Concurrent Etoposide/Cisplatin Combination Chemotherapy (EP) and Thoracic Radiotherapy after Two Cycles of EP for Limited Stage Small Cell Lung Cancer.
- Author:
Hee Jung SOHN
1
;
Sang We KIM
;
Jin Hee AHN
;
Hye Jin KANG
;
Sarah PARK
;
Heon Nyoung JUNG
;
Cheol Won SUH
;
Woo Kun KIM
;
Sang Wook LEE
;
Eun Kyung CHOI
;
Sang Do LEE
;
Woo Sung KIM
;
Dong Sun KIM
;
Won Dong KIM
;
Jung Shin LEE
Author Information
1. Department of Internal Medicine, Asan Medical Center, University of Ulsan College of Medicine, Seoul, Korea. swkim@amc.seoul.kr
- Publication Type:Original Article
- Keywords:
Small cell lung cancer;
Concurrent chemoradiotherapy;
Thoracic radiotherapy;
Etoposide;
Cisplatin
- MeSH:
Chemoradiotherapy;
Cisplatin;
Cranial Irradiation;
Disease-Free Survival;
Drug Therapy;
Drug Therapy, Combination*;
Esophagitis;
Etoposide;
Humans;
Neutropenia;
Radiation Pneumonitis;
Radiotherapy*;
Sepsis;
Small Cell Lung Carcinoma*;
Survival Rate;
Thrombocytopenia
- From:Cancer Research and Treatment
2002;34(6):409-415
- CountryRepublic of Korea
- Language:Korean
-
Abstract:
Purposes: Although the standard management of limited stage small cell lung cancer is concurrent platinum-based chemotherapy with thoracic radiotherapy (TRT), the optimal timing of the TRT remains controversial.
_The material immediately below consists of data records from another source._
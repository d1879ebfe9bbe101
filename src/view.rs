use ratatui::prelude::*;

use crate::select_box::SelectBox;
use crate::sshconfig::{SshHost, DEFAULT_PORT};

const TITLE: &str = "QSSH - SSH Host Selector";
const INFO_TEXT: &str = "↑/↓: Navigate • Enter: Connect • q: Quit";
const NO_HOSTS_TEXT: &str = "No SSH hosts found in your config.";
const QUIT_HINT: &str = "Press q to quit.";
const CURSOR_SYMBOL: &str = ">";

fn title_style() -> Style {
    Style::default()
        .fg(Color::Indexed(205))
        .add_modifier(Modifier::BOLD)
}

fn selected_style() -> Style {
    Style::default()
        .fg(Color::Indexed(39))
        .add_modifier(Modifier::BOLD)
}

fn item_style() -> Style {
    Style::default().fg(Color::Indexed(246))
}

fn info_style() -> Style {
    Style::default()
        .fg(Color::Indexed(240))
        .add_modifier(Modifier::ITALIC)
}

/// Renders the picker. Same state, same text.
pub fn render(state: &SelectBox) -> Text<'static> {
    if state.data.is_empty() {
        return Text::from(vec![
            Line::from(NO_HOSTS_TEXT),
            Line::default(),
            Line::from(QUIT_HINT),
        ]);
    }

    let mut lines = Vec::with_capacity(state.data.len() + 4);
    lines.push(Line::from(Span::styled(TITLE, title_style())));
    lines.push(Line::default());

    for (i, host) in state.data.iter().enumerate() {
        let (cursor, style) = if i == state.cursor() {
            (CURSOR_SYMBOL, selected_style())
        } else {
            (" ", item_style())
        };

        let mut spans = vec![Span::styled(format!("{cursor} {}", host.alias), style)];
        if let Some(details) = host_details(host) {
            spans.push(Span::styled(format!(" ({details})"), info_style()));
        }
        lines.push(Line::from(spans));
    }

    lines.push(Line::default());
    lines.push(Line::from(Span::styled(INFO_TEXT, info_style())));
    Text::from(lines)
}

/// `user@hostname, port N`, leaving out whatever is unset or default.
pub fn host_details(host: &SshHost) -> Option<String> {
    let mut details = Vec::new();

    let target = match (host.user.is_empty(), host.hostname.is_empty()) {
        (false, _) => format!("{}@{}", host.user, host.hostname),
        (true, false) => host.hostname.clone(),
        (true, true) => String::new(),
    };
    if !target.is_empty() {
        details.push(target);
    }
    if host.port != DEFAULT_PORT {
        details.push(format!("port {}", host.port));
    }

    if details.is_empty() {
        None
    } else {
        Some(details.join(", "))
    }
}
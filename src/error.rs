use std::{io, path::PathBuf};

use ssh2_config::SshParserError;
use thiserror::Error;

pub type Result<T, E = Error> = std::result::Result<T, E>;

#[derive(Error, Debug)]
pub enum Error {
    /// Home directory not found, so `~/.ssh/config` cannot be located.
    #[error("could not determine home directory")]
    NoHomeDir,

    #[error("failed to read SSH config {}", path.display())]
    ConfigIo {
        path: PathBuf,
        #[source]
        source: io::Error,
    },

    #[error("failed to parse SSH config {}", path.display())]
    ConfigParse {
        path: PathBuf,
        #[source]
        source: SshParserError,
    },

    /// Terminal setup, drawing or event reading failed.
    #[error("terminal UI failure")]
    Ui(#[source] io::Error),

    #[error("failed to launch {shell}")]
    Launch {
        shell: String,
        #[source]
        source: io::Error,
    },
}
We investigated the feasibility of concurrent chemoradiation for the patients with limited stage small cell lung cancer after 2 cycles of combination chemotherapy with Etoposide/Cisplatin (EP). MATERIALS AND METHODS: EP consisted of Etoposide 100 mg/m2 on day 1 to 3 and Cisplatin 70 mg/m2 on day 1. Six cycles were given to the responders every 4 weeks. Total 55 Gy (1.8 Gy once-daily or 1.2 Gy twice-daily, 5 days per week) of TRT were given to the patients who showed at least a partial response after 2 cycles of EP. The other patients were treated by the physician's decision. The patients with complete remission were recommended to receive prophylactic cranial irradiation. RESULTS: Fifty patients were enrolled. Thirty-five (70%) of them showed responses (2 complete remissions and 33 partial remissions) after 2 cycles of EP. Thirty-three of the responders were given TRT starting with the 3rd cycle of EP. The nonresponders were treated with salvage chemotherapy and TRT. After completion of treatment for 50 patients, the overall response rate was 86% (29 complete remissions, 14 partial remissions). One patient (2%) showed stable disease, and 6 (12%) showed a progressive disease. The median progression free survival was 326 days and the median survival time was 410 days. One-, 2-, 3-, 4- and 5-year survival rates were 62%, 24%, 14%, 9% and 6%, respectively. As hematologic toxicities during chemoradiation, 35.1% with grade III/IV neutropenia and 18.9% with grade III/IV thrombocytopenia were noted. Grade II/III radiation pneumonitis and radiation esophagitis were noted in 5/1 and 13/1 patients (15.2%/ 3.0% and 39.4%/3.0%), respectively. One patient died of septicemia during chemoradiation. CONCLUSION: The concurrent EP and TRT after 2 cycles of EP was feasible in limited stage small cell lung cancer. Further study is required for the indentification of optimum timing of TRT during combination chemotherapy.